#### [WHAT THIS TASK INVOLVES]
While reading through the material below, copy each line that holds the word "from".
----------
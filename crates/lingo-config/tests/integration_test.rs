//! Integration tests for lingo-config crate.

use lingo_common::test_utils::{create_temp_dir, write_fixture};
use lingo_common::LingoError;
use lingo_config::{ConfigLoader, LangConfig};
use std::path::PathBuf;

#[test]
fn test_load_toml_resolves_relative_paths() {
    let dir = create_temp_dir();
    let path = write_fixture(
        dir.path(),
        "lingo.toml",
        r#"
default_lang = "en-us"
allow_lang_list = ["en-us", "zh-cn"]
lang_dir = "lang"

[accept_language]
en-gb = "en-us"

[extend_list]
en-us = ["lang/extra.json", "/abs/other.json"]
"#,
    );

    let config = ConfigLoader::new(&path).read().unwrap();
    assert_eq!(config.lang_dir, Some(PathBuf::from("lang")));

    let config = ConfigLoader::new(&path).load().unwrap();
    assert_eq!(config.default_lang, "en-us");
    assert_eq!(config.lang_dir, Some(dir.path().join("lang")));
    assert_eq!(
        config.extend_list["en-us"],
        vec![dir.path().join("lang/extra.json"), PathBuf::from("/abs/other.json")]
    );
    assert_eq!(config.accept_language["en-gb"], "en-us");
}

#[test]
fn test_load_yaml_and_json() {
    let dir = create_temp_dir();
    let yaml = write_fixture(
        dir.path(),
        "lingo.yml",
        "default_lang: de\ncookie_var: site_lang\n",
    );
    let json = write_fixture(
        dir.path(),
        "lingo.json",
        r#"{"detect_var": "locale", "allow_lang_list": ["zh-cn", "en"]}"#,
    );

    let config = ConfigLoader::new(&yaml).read().unwrap();
    assert_eq!(config.default_lang, "de");
    assert_eq!(config.cookie_var, "site_lang");
    assert_eq!(config.detect_var, "lang");

    let config = ConfigLoader::new(&json).read().unwrap();
    assert_eq!(config.detect_var, "locale");
    assert_eq!(config.allow_lang_list, vec!["zh-cn", "en"]);
    assert!(config.validate().is_ok());
}

#[test]
fn test_empty_file_is_all_defaults() {
    let dir = create_temp_dir();
    let path = write_fixture(dir.path(), "lingo.toml", "");
    assert_eq!(ConfigLoader::new(&path).read().unwrap(), LangConfig::default());
}

#[test]
fn test_malformed_file_is_parse_error() {
    let dir = create_temp_dir();
    let path = write_fixture(dir.path(), "lingo.toml", "default_lang = [unclosed");

    let err = ConfigLoader::new(&path).read().unwrap_err();
    assert!(matches!(err, LingoError::Parse { .. }));
    assert!(err.to_string().contains("lingo.toml"));
}

#[test]
fn test_invalid_config_fails_load() {
    let dir = create_temp_dir();
    let path = write_fixture(
        dir.path(),
        "lingo.toml",
        "default_lang = \"zh-cn\"\nallow_lang_list = [\"en\"]\n",
    );

    let err = ConfigLoader::new(&path).load().unwrap_err();
    assert_eq!(err.field(), Some("allow_lang_list"));
}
----------
#### [SOLUTION BELOW]
    assert_eq!(config.lang_dir, Some(PathBuf::from("lang")));
        vec![dir.path().join("lang/extra.json"), PathBuf::from("/abs/other.json")]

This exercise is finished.